Ele até tinha feito pesquisas sobre como chegar na casa nova de transporte público, mas a ideia de pegar três ônibus com malas pesadas não pareceu um bom negócio. Chamou um Uber e logo estava grudado na janela do carro, porque o bagageiro era ocupado por um conjunto de gás.
- Ah, você tá indo pro Jardim Universitário, né? Perguntou o motorista, um senhor de meia idade com pouco cabelo.
- Isso! Acabei de chegar por aqui, começo na universidade essa semana.
- Coisa boa, meu filho! Eu queria que meu menino fizesse faculdade também, mas ali não quer saber de estudo, já tentei de tudo, mas nem porrada ajudou.
O motorista era um senhor engraçado e serviu de guia turístico improvisado apontando e dando nomes para todas as coisas que ele achava legal no caminho até o conjunto de apartamentos.
- Esse Jardim Universitário foi construído pra trabalhador, mas aí depois fizeram a universidade e virou tudo casa de estudante e funcionário.

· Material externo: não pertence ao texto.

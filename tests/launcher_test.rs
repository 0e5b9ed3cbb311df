//! Dependency-gated boot orchestration with real `sh -c` processes.

use std::sync::Arc;
use std::time::Duration;
use warden::orchestrator::{LaunchStart, WaitOutcome};
use warden::service::{RunState, ServiceDefinition, ServiceKind};
use warden::supervisor::StartOutcome;
use warden::{DaemonConfig, ProvidesPolicy, Supervisor};

fn config(interval: &str, attempts: u32, policy: ProvidesPolicy) -> DaemonConfig {
    DaemonConfig {
        dependency_poll_interval: interval.to_string(),
        dependency_poll_attempts: attempts,
        provides_policy: policy,
        stop_grace_period: "2s".to_string(),
        ..DaemonConfig::default()
    }
}

fn build(config: DaemonConfig, definitions: Vec<ServiceDefinition>) -> Arc<Supervisor> {
    Supervisor::builder()
        .config(config)
        .definitions(definitions)
        .build()
        .expect("Failed to build supervisor")
}

#[tokio::test]
async fn provider_then_dependent_both_start() {
    let sup = build(
        config("100ms", 50, ProvidesPolicy::Attempted),
        vec![
            ServiceDefinition::new("a", ServiceKind::Oneshot, "sleep 0.2").with_provides(["net"]),
            ServiceDefinition::new("b", ServiceKind::Simple, "sleep 30").with_needs(["net"]),
        ],
    );

    let report = sup.launch_all().await;
    assert_eq!(report.outcomes.len(), 2);

    let a = report.outcome("a").unwrap();
    assert_eq!(a.start, LaunchStart::Started(StartOutcome::Completed));
    assert!(a.provided);

    let b = report.outcome("b").unwrap();
    assert_eq!(b.wait, WaitOutcome::Satisfied);
    assert!(matches!(b.start, LaunchStart::Started(StartOutcome::Tracked { .. })));

    let a_record = sup.registry().get("a").unwrap().snapshot();
    let b_record = sup.registry().get("b").unwrap().snapshot();
    assert_eq!(a_record.state, RunState::Started);
    assert_eq!(b_record.state, RunState::Started);
    assert_ne!(b_record.last_known_pid, 0);
    // b began starting only after a had finished and marked `net`
    assert!(a_record.last_action_at <= b_record.last_action_at);
    assert!(report.capabilities.contains("net"));

    sup.check_and_stop("b").await.unwrap();
    let entry = sup.registry().get("b").unwrap();
    for _ in 0..100 {
        if entry.last_known_pid() == 0 {
            break;
        }
        tokio::time::sleep(Duration::from_millis(20)).await;
    }
    assert_eq!(entry.last_known_pid(), 0);
    assert_eq!(entry.state(), RunState::Stopped);
}

#[tokio::test]
async fn unsatisfiable_need_gives_up_and_starts_anyway() {
    let sup = build(
        config("10ms", 5, ProvidesPolicy::Attempted),
        vec![
            ServiceDefinition::new("p", ServiceKind::Oneshot, "true")
                .with_provides(["c"])
                .with_auto_start(false),
            ServiceDefinition::new("w", ServiceKind::Oneshot, "true").with_needs(["c"]),
        ],
    );

    let report = tokio::time::timeout(Duration::from_secs(5), sup.launch_all())
        .await
        .expect("launcher must not hang on a missing capability");

    assert_eq!(report.outcomes.len(), 1);
    let w = report.outcome("w").unwrap();
    assert_eq!(
        w.wait,
        WaitOutcome::GaveUp {
            missing: vec!["c".to_string()]
        }
    );
    assert_eq!(w.start, LaunchStart::Started(StartOutcome::Completed));
    assert_eq!(report.gave_up().count(), 1);
    assert_eq!(sup.registry().get("p").unwrap().state(), RunState::NotStarted);
}

#[tokio::test]
async fn failed_provider_still_marks_its_capability() {
    let sup = build(
        config("10ms", 200, ProvidesPolicy::Attempted),
        vec![
            ServiceDefinition::new("f", ServiceKind::Oneshot, "exit 1").with_provides(["x"]),
            ServiceDefinition::new("g", ServiceKind::Oneshot, "true").with_needs(["x"]),
        ],
    );

    let report = sup.launch_all().await;
    let f = report.outcome("f").unwrap();
    assert!(matches!(f.start, LaunchStart::Failed(_)));
    assert!(f.provided);
    assert_eq!(report.outcome("g").unwrap().wait, WaitOutcome::Satisfied);
    assert_eq!(report.failed().count(), 1);
    // Every unit reported exactly once
    assert_eq!(report.outcomes.len(), 2);
    assert_eq!(sup.registry().get("f").unwrap().state(), RunState::Errored);
}

#[tokio::test]
async fn confirmed_policy_only_marks_started_providers() {
    let sup = build(
        config("10ms", 10, ProvidesPolicy::Confirmed),
        vec![
            ServiceDefinition::new("f", ServiceKind::Oneshot, "exit 1").with_provides(["x"]),
            ServiceDefinition::new("g", ServiceKind::Oneshot, "true").with_needs(["x"]),
        ],
    );

    let report = sup.launch_all().await;
    assert!(!report.outcome("f").unwrap().provided);
    assert!(!report.outcome("g").unwrap().wait.is_satisfied());
    assert!(!report.capabilities.contains("x"));
}

#[tokio::test]
async fn already_started_service_is_skipped_but_provides() {
    let sup = build(
        config("10ms", 10, ProvidesPolicy::Attempted),
        vec![ServiceDefinition::new("s", ServiceKind::Oneshot, "true").with_provides(["fs"])],
    );
    let entry = sup.registry().get("s").unwrap();
    sup.processes().start(&entry, false).await.unwrap();

    let report = sup.launch_all().await;
    let s = report.outcome("s").unwrap();
    assert_eq!(s.start, LaunchStart::Skipped(RunState::Started));
    assert!(s.provided);
    assert!(report.capabilities.contains("fs"));
}

#[tokio::test]
async fn independent_services_start_concurrently() {
    let sup = build(
        config("10ms", 10, ProvidesPolicy::Attempted),
        (0..4)
            .map(|i| ServiceDefinition::new(format!("s{}", i), ServiceKind::Oneshot, "sleep 0.5"))
            .collect(),
    );

    let started = std::time::Instant::now();
    let report = sup.launch_all().await;
    assert_eq!(report.started().count(), 4);
    assert!(started.elapsed() < Duration::from_secs(2));
}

A descida da ladeira mostrava todos os vinte blocos do condomínio, cada um com uma cor e um nome de uma planta diferente.
- Ó, não vou poder deixar você na porta do prédio, agora não deixam Uber entrar no condomínio. Antes deixavam, mas alguém arrumou confusão.
- Obrigado, não tem problema, o meu prédio é o amarelo, não é tão longe da entrada.
Paulo foi arrastando suas malas e praticamente se arrastando, porque a viagem foi bastante cansativa. Encontrou algumas pessoas no caminho, cumprimentou todos. Sorrir e dar bom dia para pessoas estranhas estava sendo o primeiro exercício pra tentar vencer a timidez. Paulo sabia que morar sozinho iria exigir que ele fosse um pouco mais aberto, senão era capaz de passar 5 anos sem fazer um amigo na cidade nova.
Chegar no bloco margarida, o amarelo, não foi um desafio pela distância, mas pelo sol, que parecia que ia derreter tudo. O segundo desafio para Paulo seria subir as escadas com as malas, não tinha elevador e ele moraria pelos próximos 5 anos no quinto andar.
Tudo corrida relativamente bem, até o quarto andar, quando uma das malas acabou caindo da escada e batendo na porta de um dos apartamentos. A mala não quebrou, mas arranhou e acabou arranhando a porta. Com o barulho a porta logo se abriu e saiu de lá uma senhora, que devia ter mais ou menos a idade da mãe de Paulo.
- Que desgraça, isso é jeito de bater na porta de alguém? Quase morri de susto!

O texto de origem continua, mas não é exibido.